═══ Data extract

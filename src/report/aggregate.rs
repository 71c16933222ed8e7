//! Sums over transaction lists.

use crate::transaction::{Transaction, TransactionKind};

/// The sum of amounts for transactions of the given kind.
///
/// Returns 0.0 for an empty list or when nothing matches. The result does
/// not depend on the order of the input.
pub fn total_by_kind(transactions: &[Transaction], kind: TransactionKind) -> f64 {
    transactions
        .iter()
        .filter(|transaction| transaction.kind == kind)
        .map(|transaction| transaction.amount)
        .sum()
}

/// Each side's percentage of the combined money flow, for the
/// income-vs-expenses view on the analytics page.
#[derive(Debug, Clone, Copy, PartialEq)]
pub struct FlowShares {
    /// Income as a percentage of income plus expenses, 0-100.
    pub income_percent: f64,
    /// Expenses as a percentage of income plus expenses, 0-100.
    pub expense_percent: f64,
}

/// Split the combined flow into income and expense percentages.
///
/// Both shares are 0 when the combined flow is zero.
pub fn income_expense_shares(total_income: f64, total_expenses: f64) -> FlowShares {
    let combined = total_income + total_expenses;

    if combined > 0.0 {
        FlowShares {
            income_percent: total_income / combined * 100.0,
            expense_percent: total_expenses / combined * 100.0,
        }
    } else {
        FlowShares {
            income_percent: 0.0,
            expense_percent: 0.0,
        }
    }
}
//! Currency display formatting.

use std::sync::OnceLock;

use numfmt::{Formatter, Precision};

/// Format an amount as a US-dollar string, e.g. `$1,234.50` or `-$12.30`.
pub fn format_currency(amount: f64) -> String {
    static POSITIVE_FMT: OnceLock<Formatter> = OnceLock::new();

    let positive_fmt = POSITIVE_FMT.get_or_init(|| {
        Formatter::currency("$")
            .unwrap()
            .precision(Precision::Decimals(2))
    });

    static NEGATIVE_FMT: OnceLock<Formatter> = OnceLock::new();

    let negative_fmt = NEGATIVE_FMT.get_or_init(|| {
        Formatter::currency("-$")
            .unwrap()
            .precision(Precision::Decimals(2))
    });

    let mut formatted_string = if amount < 0.0 {
        negative_fmt.fmt_string(amount.abs())
    } else if amount > 0.0 {
        positive_fmt.fmt_string(amount)
    } else {
        // Zero is hardcoded as "0", so we must specify the formatted string for zero
        "$0.00".to_owned()
    };

    // numfmt omits the last trailing zero, so we must add it ourselves
    // For example, "12.30" is rendered as "12.3" so we append "0".
    if formatted_string.as_bytes()[formatted_string.len() - 3] != b'.' {
        formatted_string = format!("{formatted_string}0");
    }

    formatted_string
}
use std::error::Error;
use std::path::Path;
use std::process::exit;

use clap::Parser;
use rusqlite::Connection;
use time::{Duration, OffsetDateTime};

use pocketbudget::{
    CategoryName, Transaction, TransactionKind, initialize_db,
    transaction::create_transaction,
    user::create_user,
};

/// A utility for creating a seeded test database for pocketbudget.
#[derive(Parser, Debug)]
#[command(version, about, long_about = None)]
struct Args {
    /// File path to save the SQLite database to.
    #[arg(long, short)]
    output_path: String,
}

/// Create and populate a database for manual testing.
fn main() -> Result<(), Box<dyn Error>> {
    let args = Args::parse();

    let output_path = Path::new(&args.output_path);

    match output_path.extension() {
        None => {
            eprintln!("Output path must include a file extension (e.g., 'my_database.db').");
            exit(1);
        }
        Some(extension) if extension.is_empty() => {
            eprintln!("Output path must include a file extension (e.g., 'my_database.db').");
            exit(1);
        }
        _ => {}
    }

    if output_path.is_file() {
        eprintln!("File already exists at {output_path:#?}!");
        exit(1);
    }

    println!("Creating database at {output_path:#?}");
    let conn = Connection::open(output_path)?;

    initialize_db(&conn)?;

    println!("Creating test user...");
    let user = create_user("test@example.com", &conn)?;

    println!("Creating sample transactions...");
    let today = OffsetDateTime::now_utc().date();
    let samples = [
        (
            2750.0,
            TransactionKind::Income,
            "Salary",
            "Monthly wages",
            today - Duration::days(3),
        ),
        (
            86.4,
            TransactionKind::Expense,
            "Food",
            "Weekly shop",
            today - Duration::days(2),
        ),
        (
            14.5,
            TransactionKind::Expense,
            "Transportation",
            "Bus pass top-up",
            today - Duration::days(1),
        ),
        (
            120.0,
            TransactionKind::Expense,
            "Utilities",
            "Power bill",
            today - Duration::days(34),
        ),
        (
            400.0,
            TransactionKind::Income,
            "Freelance",
            "Website gig",
            today - Duration::days(40),
        ),
    ];

    for (amount, kind, category, description, date) in samples {
        create_transaction(
            Transaction::build(amount, date, description)
                .kind(kind)
                .category(Some(CategoryName::new_unchecked(category))),
            user.id,
            &conn,
        )?;
    }

    println!("Success!");

    Ok(())
}
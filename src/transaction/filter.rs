//! In-memory filters for the transactions list.

use crate::{
    category::CategoryName,
    transaction::{Transaction, TransactionKind},
};

/// The criteria used to narrow down the transactions list.
///
/// Each criterion is optional; the filter keeps transactions that match
/// all of the criteria that are set. The default filter matches
/// everything.
#[derive(Debug, Clone, Default, PartialEq)]
pub struct TransactionFilter {
    /// Case-insensitive substring to look for in descriptions.
    pub search: Option<String>,
    /// Keep only transactions of this kind.
    pub kind: Option<TransactionKind>,
    /// Keep only transactions filed under this category name.
    pub category: Option<CategoryName>,
}

impl TransactionFilter {
    /// Whether `transaction` matches every criterion that is set.
    pub fn matches(&self, transaction: &Transaction) -> bool {
        let matches_search = self.search.as_ref().is_none_or(|term| {
            transaction
                .description
                .to_lowercase()
                .contains(&term.to_lowercase())
        });
        let matches_kind = self.kind.is_none_or(|kind| transaction.kind == kind);
        let matches_category = self
            .category
            .as_ref()
            .is_none_or(|name| transaction.category.as_ref() == Some(name));

        matches_search && matches_kind && matches_category
    }

    /// The sublist of `transactions` that matches the filter.
    pub fn apply(&self, transactions: &[Transaction]) -> Vec<Transaction> {
        transactions
            .iter()
            .filter(|transaction| self.matches(transaction))
            .cloned()
            .collect()
    }
}
//! CSV and JSON export of transaction lists for download.

use std::io::Write;

use serde::Serialize;

use crate::{
    Error,
    report::total_by_kind,
    transaction::{Transaction, TransactionKind},
};

/// Counts and totals computed over an exported transaction list.
#[derive(Debug, Clone, PartialEq, Serialize)]
#[serde(rename_all = "camelCase")]
pub struct ExportSummary {
    /// How many transactions were exported.
    pub transaction_count: usize,
    /// Total income across the exported transactions.
    pub total_income: f64,
    /// Total expenses across the exported transactions.
    pub total_expenses: f64,
    /// Income minus expenses.
    pub net_income: f64,
}

/// Compute the summary block for an export of `transactions`.
pub fn export_summary(transactions: &[Transaction]) -> ExportSummary {
    let total_income = total_by_kind(transactions, TransactionKind::Income);
    let total_expenses = total_by_kind(transactions, TransactionKind::Expense);

    ExportSummary {
        transaction_count: transactions.len(),
        total_income,
        total_expenses,
        net_income: total_income - total_expenses,
    }
}

/// Write `transactions` as RFC 4180 CSV to `writer`.
///
/// The output is a header row followed by one flattened row per
/// transaction. Quoting and escaping follow RFC 4180 so the file is safe
/// for spreadsheet consumers.
///
/// # Errors
/// This function will return a [Error::CsvWrite] if writing fails.
pub fn write_csv<W: Write>(transactions: &[Transaction], writer: W) -> Result<(), Error> {
    let mut csv_writer = csv::Writer::from_writer(writer);

    csv_writer.write_record(["id", "description", "amount", "type", "category", "date"])?;

    for transaction in transactions {
        csv_writer.write_record([
            transaction.id.to_string(),
            transaction.description.clone(),
            format!("{:.2}", transaction.amount),
            transaction.kind.to_string(),
            transaction
                .category
                .as_ref()
                .map(|name| name.as_ref().to_owned())
                .unwrap_or_default(),
            transaction.date.to_string(),
        ])?;
    }

    csv_writer.flush().map_err(|error| Error::CsvWrite(error.to_string()))?;

    Ok(())
}

#[derive(Serialize)]
struct ExportDocument<'a> {
    summary: ExportSummary,
    transactions: &'a [Transaction],
}

/// Write `transactions` as a pretty-printed JSON document to `writer`.
///
/// The document carries a computed summary block (counts and totals)
/// followed by the flattened transaction list.
///
/// # Errors
/// This function will return a [Error::JsonSerialization] if
/// serialization or writing fails.
pub fn write_json<W: Write>(transactions: &[Transaction], writer: W) -> Result<(), Error> {
    let document = ExportDocument {
        summary: export_summary(transactions),
        transactions,
    };

    serde_json::to_writer_pretty(writer, &document)?;

    Ok(())
}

══════

▸ **What this task involves**
Copying word for word, give each line of the data above from the first one through the line containing "flow, for the", and nothing else.

▸ **Response below**
filename src/report/aggregate.rs
repository 71c16933222ed8e7
//! Sums over transaction lists.

use crate::transaction::{Transaction, TransactionKind};

/// The sum of amounts for transactions of the given kind.
///
/// Returns 0.0 for an empty list or when nothing matches. The result does
/// not depend on the order of the input.
pub fn total_by_kind(transactions: &[Transaction], kind: TransactionKind) -> f64 {
    transactions
        .iter()
        .filter(|transaction| transaction.kind == kind)
        .map(|transaction| transaction.amount)
        .sum()
}

/// Each side's percentage of the combined money flow, for the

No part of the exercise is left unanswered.